La lèpre (maladie de Hansen) – Table des matières
- Leprosy primarily affects the skin and nerves of humans. The lesions may be remarkably asymptomatic even after years of existence. However, some patients develop reactions resulting in painful cutaneous lesions accompanied by fever, malaise and other symptoms. Most frequently the first signs develop on the skin, even though the nerve is always involved simultaneously. In 5% of cases, the nerve may be the first manifestation evidenced by numbness, tingling pain, and muscle weakness and wasting of the extremities.

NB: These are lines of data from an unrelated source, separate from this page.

#[cfg(test)]
mod tests {
    use super::*;
    use crate::catalog::{
        catalog, ArmorType, CockpitType, EngineType, GyroType, HeatSinkType, StructureType,
    };
    use crate::location::MechLocation;
    use crate::tech::TechBaseMode;
    use crate::unit::{
        ActuatorLayout, ArmorAllocation, ArmorSelection, EngineSelection, HeatSinkSelection,
        MovementSelection,
    };

    fn unit(tonnage: u32, rating: u16) -> UnitSnapshot {
        UnitSnapshot {
            chassis: "Pipeline".to_string(),
            model: String::new(),
            tonnage,
            tech_base_mode: TechBaseMode::InnerSphere,
            year: None,
            engine: EngineSelection {
                engine_type: EngineType::Standard,
                rating,
            },
            gyro: GyroType::Standard,
            structure: StructureType::Standard,
            cockpit: CockpitType::Standard,
            armor: ArmorSelection {
                armor_type: ArmorType::Standard,
                allocation: BTreeMap::from([
                    (MechLocation::Head, ArmorAllocation::front(9)),
                    (MechLocation::CenterTorso, ArmorAllocation::split(24, 8)),
                    (MechLocation::LeftTorso, ArmorAllocation::split(18, 6)),
                    (MechLocation::RightTorso, ArmorAllocation::split(18, 6)),
                    (MechLocation::LeftArm, ArmorAllocation::front(16)),
                    (MechLocation::RightArm, ArmorAllocation::front(16)),
                    (MechLocation::LeftLeg, ArmorAllocation::front(19)),
                    (MechLocation::RightLeg, ArmorAllocation::front(20)),
                ]),
            },
            heat_sinks: HeatSinkSelection {
                heat_sink_type: HeatSinkType::Single,
                count: 10,
            },
            movement: MovementSelection::default(),
            actuators: ActuatorLayout::default(),
            equipment: Vec::new(),
            distributed: Vec::new(),
        }
    }

    #[test]
    fn test_reference_fifty_tonner() {
        let u = unit(50, 250);
        assert_eq!(u.armor.total_points(), 160);
        let result = construct(&u, catalog()).unwrap();
        assert!(result.valid, "{:?}", result.errors);
        assert_eq!(result.steps.len(), 9);
        // structure 5 + engine 12.5 + gyro 3 + cockpit 3 + sinks 0 + armor 10
        assert_eq!(result.total_weight, ratio(67, 2));
        assert_eq!(result.remaining_tonnage, ratio(33, 2));
        assert_eq!(result.total_slots, 15);
        assert_eq!(result.movement.walk, 5);
        assert_eq!(result.movement.run, 8);
        assert_eq!(result.integral_heat_sinks, 10);
        assert_eq!(result.external_heat_sinks, 0);
    }

    #[test]
    fn test_invalid_tonnage_is_fail_soft() {
        let result = construct(&unit(52, 260), catalog()).unwrap();
        assert!(!result.valid);
        let tonnage = result.step(steps::TONNAGE).unwrap();
        assert!(!tonnage.valid);
        assert_eq!(tonnage.weight, Fixed::ZERO);
        // later steps still report their weights
        assert!(result.step(steps::ENGINE).unwrap().weight > Fixed::ZERO);
    }

    #[test]
    fn test_huge_tonnage_is_reported_not_fatal() {
        let result = construct(&unit(3_000_000_000, 250), catalog()).unwrap();
        assert!(!result.valid);
        assert!(!result.step(steps::TONNAGE).unwrap().valid);
        assert!(!result.step(steps::ENGINE).unwrap().valid);
        assert_eq!(result.movement.walk, 0);
        assert!(result.remaining_tonnage >= Fixed::ZERO);
    }

    #[test]
    fn test_huge_armor_is_a_step_error() {
        let mut u = unit(50, 250);
        u.armor
            .allocation
            .insert(MechLocation::CenterTorso, ArmorAllocation::front(30_000_000));
        let result = construct(&u, catalog()).unwrap();
        let armor = result.step(steps::ARMOR).unwrap();
        assert!(!armor.valid);
        assert_eq!(armor.weight, Fixed::ZERO);
        assert!(!result.valid);

        u.armor
            .allocation
            .insert(MechLocation::LeftArm, ArmorAllocation::split(i32::MAX, i32::MAX));
        assert!(!construct(&u, catalog()).unwrap().valid);
    }

    #[test]
    fn test_heat_sink_slot_overflow_is_a_step_error() {
        let mut u = unit(50, 250);
        u.heat_sinks.heat_sink_type = HeatSinkType::DoubleInnerSphere;
        u.heat_sinks.count = 30_000;
        let result = construct(&u, catalog()).unwrap();
        let sinks = result.step(steps::HEAT_SINKS).unwrap();
        assert!(!sinks.valid);
        assert_eq!(sinks.critical_slots, 0);
        assert!(!result.distributed_slots.contains_key(&DistributedItem::HeatSinks));

        u.heat_sinks.count = u16::MAX;
        u.heat_sinks.heat_sink_type = HeatSinkType::Single;
        let result = construct(&u, catalog()).unwrap();
        // fits, but far over tonnage
        assert!(result.step(steps::HEAT_SINKS).unwrap().valid);
        assert!(!result.valid);
    }

    #[test]
    fn test_overflow_becomes_step_error() {
        let mut step = ConstructionStepResult::new(2, steps::STRUCTURE);
        let absorbed = step.absorb_overflow::<Fixed>(Err(MechError::overflow("tonnage")));
        assert_eq!(absorbed, Ok(None));
        assert!(!step.valid);
        assert!(step.errors[0].contains("tonnage is out of range"));

        let fatal = step.absorb_overflow::<Fixed>(Err(MechError::WeightUnavailable));
        assert_eq!(fatal, Err(MechError::WeightUnavailable));
    }

    #[test]
    fn test_invalid_rating() {
        let result = construct(&unit(50, 252), catalog()).unwrap();
        let engine = result.step(steps::ENGINE).unwrap();
        assert!(!engine.valid);
        assert_eq!(engine.weight, Fixed::ZERO);
        assert_eq!(result.engine_weight, Fixed::ZERO);
    }

    #[test]
    fn test_walk_below_one() {
        let result = construct(&unit(100, 95), catalog()).unwrap();
        let engine = result.step(steps::ENGINE).unwrap();
        assert!(!engine.valid);
        assert_eq!(result.movement.walk, 0);
    }

    #[test]
    fn test_too_few_heat_sinks() {
        let mut u = unit(50, 250);
        u.heat_sinks.count = 8;
        let result = construct(&u, catalog()).unwrap();
        assert!(!result.step(steps::HEAT_SINKS).unwrap().valid);
    }

    #[test]
    fn test_external_heat_sinks_small_engine() {
        let mut u = unit(20, 100);
        u.heat_sinks.heat_sink_type = HeatSinkType::DoubleInnerSphere;
        let result = construct(&u, catalog()).unwrap();
        assert_eq!(result.integral_heat_sinks, 4);
        assert_eq!(result.external_heat_sinks, 6);
        let sinks = result.step(steps::HEAT_SINKS).unwrap();
        assert_eq!(sinks.weight, Fixed::from_num(6));
        assert_eq!(sinks.critical_slots, 18);
        assert_eq!(result.distributed_slots.get(&DistributedItem::HeatSinks), Some(&18));
    }

    #[test]
    fn test_over_tonnage_reported_and_remaining_clamped() {
        let mut u = unit(20, 400);
        u.engine.engine_type = EngineType::Standard;
        let result = construct(&u, catalog()).unwrap();
        assert!(!result.valid);
        assert!(result.total_weight > Fixed::from_num(20));
        assert_eq!(result.remaining_tonnage, Fixed::ZERO);
    }

    #[test]
    fn test_endo_steel_and_ferro_slots() {
        let mut u = unit(50, 250);
        u.structure = StructureType::EndoSteelInnerSphere;
        u.armor.armor_type = ArmorType::FerroFibrousInnerSphere;
        let result = construct(&u, catalog()).unwrap();
        assert_eq!(result.step(steps::STRUCTURE).unwrap().weight, ratio(5, 2));
        assert_eq!(result.distributed_slots.get(&DistributedItem::Structure), Some(&14));
        assert_eq!(result.distributed_slots.get(&DistributedItem::Armor), Some(&14));
        assert_eq!(result.total_slots, 15 + 28);
    }

    #[test]
    fn test_masc_and_jump_jets() {
        let mut u = unit(50, 250);
        u.movement.enhancements = vec![MovementEnhancementType::MascInnerSphere];
        u.movement.jump_mp = 5;
        let result = construct(&u, catalog()).unwrap();
        let masc = result.step(steps::ENHANCEMENTS).unwrap();
        // round(50 / 20) = 3
        assert_eq!(masc.weight, Fixed::from_num(3));
        assert_eq!(masc.critical_slots, 3);
        assert_eq!(result.movement.run, 10);
        let jets = result.step(steps::JUMP_JETS).unwrap();
        assert_eq!(jets.weight, ratio(5, 2));
        assert!(jets.valid);
    }

    #[test]
    fn test_result_serializes_enhancement_slots() {
        let mut u = unit(50, 250);
        u.movement.enhancements = vec![MovementEnhancementType::MascInnerSphere];
        let result = construct(&u, catalog()).unwrap();
        let json = serde_json::to_string(&result).unwrap();
        let back: ConstructionResult = serde_json::from_str(&json).unwrap();
        assert_eq!(back.distributed_slots, result.distributed_slots);
        assert_eq!(back.total_weight, result.total_weight);
    }

    #[test]
    fn test_jump_above_walk() {
        let mut u = unit(50, 250);
        u.movement.jump_mp = 6;
        let result = construct(&u, catalog()).unwrap();
        assert!(!result.step(steps::JUMP_JETS).unwrap().valid);
    }

    #[test]
    fn test_duplicate_enhancement() {
        let mut u = unit(50, 250);
        u.movement.enhancements = vec![
            MovementEnhancementType::TripleStrengthMyomer,
            MovementEnhancementType::TripleStrengthMyomer,
        ];
        let result = construct(&u, catalog()).unwrap();
        let step = result.step(steps::ENHANCEMENTS).unwrap();
        assert!(!step.valid);
        assert_eq!(step.critical_slots, 6);
    }

    #[test]
    fn test_running_mp() {
        assert_eq!(MovementProfile::running_mp(5, 0), 8);
        assert_eq!(MovementProfile::running_mp(4, 0), 6);
        assert_eq!(MovementProfile::running_mp(5, 1), 10);
        assert_eq!(MovementProfile::running_mp(5, 2), 13);
    }

    #[test]
    fn test_jump_jet_weight_classes() {
        assert_eq!(jump_jet_weight(55), ratio(1, 2));
        assert_eq!(jump_jet_weight(60), Fixed::ONE);
        assert_eq!(jump_jet_weight(90), Fixed::from_num(2));
    }
}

- Skin involvement presents as a broad spectrum of asymptomatic clinical lesions. It may be of any nature but most commonly: a macule, plaque or nodule. The duration of disease may be months to years. The pathognomonic feature is the loss of sensation to pin-prick over the lesion, but it must be emphasized that intact pin-prick sensation does not exclude leprosy.
- Motor function loss resulting in weakness of hands, feet and face may be gradual and painless. The affected nerve may be thickened, irregular or tender. Sensory nerve dysfunction may not be clinically obvious until testing of sensation is done. It may also present as wounds or blisters from heat and friction on the extremities unnoticed by the patient callosity of feet and dry skin. The ulnar, median, radial, lateral popliteal, posterior tibial and facial nerves are especially predisposed. The second pattern is the enlargement and tenderness of nerves around a skin lesion and the third is the glove and stocking anaesthesia in lepromatous leprosy.
Reactions in leprosy
- During the chronic course of the disease, leprosy may undergo a sudden inflammatory phase of exacerbation, called ‘Reactions’.
- Type 1 or Lepra reaction occur in Borderline leprosy following an increase or decrease in cell-mediated immunity.
- Type 2 or Erythema Nodosum Leprosum (ENL) occurs in lepromatous leprosy due to immune-complex reactions.
- Reactions may occur spontaneously, or may be precipitated by intercurrent infection, anaemia, stress, puberty, pregnancy, childbirth, or may be ushered in by immunological changes following effective treatment.
- In Type 1 reaction, some or all of the existing skin lesions show signs of acute inflammation (pain, tenderness and edema). Necrosis and ulceration can occur and the lesion subsides with desquamation. There may be rapid swelling and tenderness of nerves, and swelling of extremities and face may occur. Claw-hand, foot-drop and facial palsy may occur suddenly and paralysis may be permanent if the reaction is not treated quickly and adequately. Systemic symptoms like fever are uncommon.
- In Type 2 (ENL) reaction, existing leprosy lesions do not show clinical aggravation. Instead, sudden onset of crops of red tender nodules that last for a few days occur on normal unaffected skin. The lesion may become vesicular, pustular and gangrenous. Associated fever, malaise and toxic symptoms are common.